*TASK TO COMPLETE*:
The entries below must be repeated exactly. None may be skipped.

_ _ _ _

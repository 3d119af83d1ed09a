//! Error types for the relay server.

use graphsync_engine::SyncError;
use graphsync_model::ModelError;
use thiserror::Error;

/// Result type for server operations.
pub type ServerResult<T> = Result<T, ServerError>;

/// Errors that can occur in the relay server.
#[derive(Error, Debug, Clone, PartialEq)]
pub enum ServerError {
    /// Message from a client that never connected or already left.
    #[error("unknown client: {0}")]
    UnknownClient(String),

    /// Request for a session that does not exist.
    #[error("unknown session: {0}")]
    UnknownSession(String),

    /// Event the receiving side does not accept.
    #[error("invalid request: {0}")]
    InvalidRequest(String),

    /// Synchronization failed.
    #[error(transparent)]
    Sync(#[from] SyncError),

    /// Creating a session model failed.
    #[error("model error: {0}")]
    Model(#[from] ModelError),
}

impl ServerError {
    /// Returns true if the request was at fault.
    pub fn is_client_error(&self) -> bool {
        match self {
            ServerError::UnknownClient(_)
            | ServerError::UnknownSession(_)
            | ServerError::InvalidRequest(_) => true,
            ServerError::Sync(err) => matches!(
                err,
                SyncError::OutdatedCommit { .. } | SyncError::UnexpectedMessage { .. }
            ),
            ServerError::Model(_) => false,
        }
    }

    /// Returns true if this is a server-side failure.
    pub fn is_server_error(&self) -> bool {
        !self.is_client_error()
    }
}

_ _ _ _

*RESULT FOR THIS TASK*:
repository 3d119af83d1ed09a
//! Error types for the relay server.

use graphsync_engine::SyncError;
use graphsync_model::ModelError;
use thiserror::Error;

/// Result type for server operations.
pub type ServerResult<T> = Result<T, ServerError>;

/// Errors that can occur in the relay server.
#[derive(Error, Debug, Clone, PartialEq)]
pub enum ServerError {
    /// Message from a client that never connected or already left.
    #[error("unknown client: {0}")]
    UnknownClient(String),

    /// Request for a session that does not exist.
    #[error("unknown session: {0}")]
    UnknownSession(String),

    /// Event the receiving side does not accept.
    #[error("invalid request: {0}")]
    InvalidRequest(String),

    /// Synchronization failed.
    #[error(transparent)]
    Sync(#[from] SyncError),

    /// Creating a session model failed.
    #[error("model error: {0}")]
    Model(#[from] ModelError),
}

impl ServerError {
    /// Returns true if the request was at fault.
    pub fn is_client_error(&self) -> bool {
        match self {
            ServerError::UnknownClient(_)
            | ServerError::UnknownSession(_)
            | ServerError::InvalidRequest(_) => true,
            ServerError::Sync(err) => matches!(
                err,
                SyncError::OutdatedCommit { .. } | SyncError::UnexpectedMessage { .. }
            ),
            ServerError::Model(_) => false,
        }
    }

    /// Returns true if this is a server-side failure.
    pub fn is_server_error(&self) -> bool {
        !self.is_client_error()
    }
}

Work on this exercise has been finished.